Long before I had kids, I determined to face my personal insecurities head-on in an effort not to pass them on to my own daughter someday. I wanted my daughter to be bold in her interactions with others. Not brash, or harsh, just unafraid. Unafraid to do the right thing when she knew it needed to be done. Unafraid to look into the eyes of people she found interesting. Unafraid to make friends, and to keep them. Not so willing to follow the twisted trail that emotions can lead us down. I had shining examples of who I wanted my someday-daughter to be like, and don’t we all? Of course many of the things I imagined were just that, imaginary. You cannot simply cultivate a personality, as many a parent will tell you.

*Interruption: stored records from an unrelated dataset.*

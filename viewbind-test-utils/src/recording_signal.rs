// Copyright 2025 Umberto Gotti <umberto.gotti@umbertogotti.dev>
// Licensed under the Apache License, Version 2.0
// http://www.apache.org/licenses/LICENSE-2.0

use std::sync::atomic::{AtomicUsize, Ordering};
use std::sync::Arc;

use viewbind_core::ChangeSignal;

/// A change signal that counts every mark, for asserting exactly when a
/// binding requested a re-check.
#[derive(Debug, Default)]
pub struct RecordingSignal {
    marks: AtomicUsize,
}

impl RecordingSignal {
    /// Create a shared recording signal.
    pub fn new() -> Arc<Self> {
        Arc::new(Self::default())
    }

    /// Number of `mark_for_check` calls observed so far.
    pub fn marks(&self) -> usize {
        self.marks.load(Ordering::SeqCst)
    }
}

impl ChangeSignal for RecordingSignal {
    fn mark_for_check(&self) {
        self.marks.fetch_add(1, Ordering::SeqCst);
    }
}
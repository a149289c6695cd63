// Copyright 2025 Umberto Gotti <umberto.gotti@umbertogotti.dev>
// Licensed under the Apache License, Version 2.0
// http://www.apache.org/licenses/LICENSE-2.0

use std::sync::Arc;

/// Description of a component whose host template is to be compiled.
#[derive(Debug, Clone, PartialEq, Eq)]
pub struct ComponentDescriptor {
    /// Unique component name; the compiler facade memoizes per name.
    pub name: String,
    /// CSS selector the component is mounted under.
    pub selector: String,
    /// The component's template text.
    pub template: String,
}

impl ComponentDescriptor {
    pub fn new(
        name: impl Into<String>,
        selector: impl Into<String>,
        template: impl Into<String>,
    ) -> Self {
        Self {
            name: name.into(),
            selector: selector.into(),
            template: template.into(),
        }
    }
}

/// Opaque product of the external template compiler.
///
/// The facade never inspects this beyond handing it to the proto-view
/// factory.
#[derive(Debug, Clone)]
pub struct CompiledTemplate {
    /// Name of the component this template was compiled for.
    pub component: String,
    /// Compiler-defined render instructions.
    pub render_ops: Vec<String>,
}

/// Cheap handle to an instantiable proto view.
///
/// Clones share the underlying view; [`ptr_eq`](ProtoViewRef::ptr_eq)
/// distinguishes memoized handles from recompiled ones.
#[derive(Debug, Clone)]
pub struct ProtoViewRef {
    inner: Arc<ProtoView>,
}

#[derive(Debug)]
pub struct ProtoView {
    /// Name of the component this view renders.
    pub component: String,
    /// The compiled template backing the view.
    pub template: CompiledTemplate,
}

impl ProtoViewRef {
    pub fn new(view: ProtoView) -> Self {
        Self {
            inner: Arc::new(view),
        }
    }

    /// The proto view behind this handle.
    pub fn view(&self) -> &ProtoView {
        &self.inner
    }

    /// Whether two handles refer to the same proto view.
    pub fn ptr_eq(&self, other: &Self) -> bool {
        Arc::ptr_eq(&self.inner, &other.inner)
    }
}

I just wanted to be able to be that shining example. To be a can-do, will-do, have-done, and now I am going to teach you kind of mom. So, for the sake of my daughter I got a little bit braver. I learned a little bit about a lot of stuff. Not long after Sean and I got married, I faced the critical point in my anxiety and depression. I imagined my someday-daughter as I fought with my own feelings for control over my mind, over my days. I did it for her.
I started collecting my weapons. I picked up Self-Confidence, wielding it at any insecurity that might rear its head. I picked up Truth, about me, about life, at least as big as I could picture Truth to be. One by one I strapped on the armaments I thought necessary to go to war with a culture bent on destroying girls at every turn, conservative, liberal, it didn’t matter. Everywhere all I could hear was that I wasn’t enough, and that I was too much. Not strong enough, too emotional. Not friendly, too open. Not lady-like, too girlie.
My first child was a boy. Theo. Despite all of this thought of my someday-daughter, I had always wanted a boy. I felt so lucky to hold him, love him, just be his mom. Soon I began to realize I battled for him, too. I fought with messages that told him who to be, and how to think of others. I wanted to be the shining example for him, too, that girls can do everything, anything they want to do. The weapons were getting heavier the more I strapped on. I was learning, I was growing. I was not fighting in vain. In this world, if we don’t fight as parents, it is a simple fact that someone else will win.
These weapons were building a syllabus, a textbook, of what I wanted to teach my daughter.
And my second child came. A girl. Chloe. I had prepared for this. I was not finished, I was not over every insecurity, but I knew enough to know that life goes on despite our failings. All of the lessons I had been storing up, all of those weapons? They were locked and loaded.
Don’t we all imagine the things we would teach our daughters? Our sons? I imagined these were the easy days, before she could argue, before she could disregard these lessons I had so carefully prepared.
At Chloe’s one-year appointment, we realized she had some delays, in growth, and skills. We began testing. Blood tests, x-rays, an MRI, vision, hearing. Her tiny body had doctors puzzled. For two and half years, the tests continued. Heads were scratched. She grew, she gained little skills, like turning the pages of a book when she couldn’t point her finger to show me what she wanted. Things that would frustrate the average parent were small miracles in our house. Chloe learned to open the cabinet on her own! (Honey, take that toilet brush away from her!)
At age three she still was not walking, or talking. But she stole hearts right out of the air in any room she was in.
Many scary ideas were thrown at us, many frightening possibilities. I clung to my weapons, unsure what to do with them. In March of this year we finally got an answer. For so long, so many questions. With one phone call we found out. Rett Syndrome. Rett Syndrome was not the scariest of the possibilities, but it was still heartbreaking.
Chloe would be severely limited in her capabilities. WE described it to Theo, ever the doting older brother, this way: Chloe will always be Chloe, as she is now. She will learn some. She may walk, she may not. She may talk, she may not. He said, “I wish this thing had never gotten a hold of her.” He was lonely then for the sister he imagined she would be, the companion, the pal, he wanted.
The day we found out, I dropped my weapons. They crashed to the floor with a single phone call.
Now Chloe has a team. Teachers, therapists, doctors, all teaching me how to teach her. To walk with her tiny walker. To hold a fork or spoon. To control her hands.
And she is bold. She will look into the eyes of anyone who catches her interest. She will hold tight to anyone she wants to hold, familiar, or stranger. I don’t imagine she will ever think she is not enough, or too much. She is just Chloe, and she wants you to know she loves you, whoever you are, and here’s a smile to prove it. She hands out smiles for free, and people take those smiles with them as if they had just found a hundred-dollar bill.
She is four, and I want to be just like her. Disarming.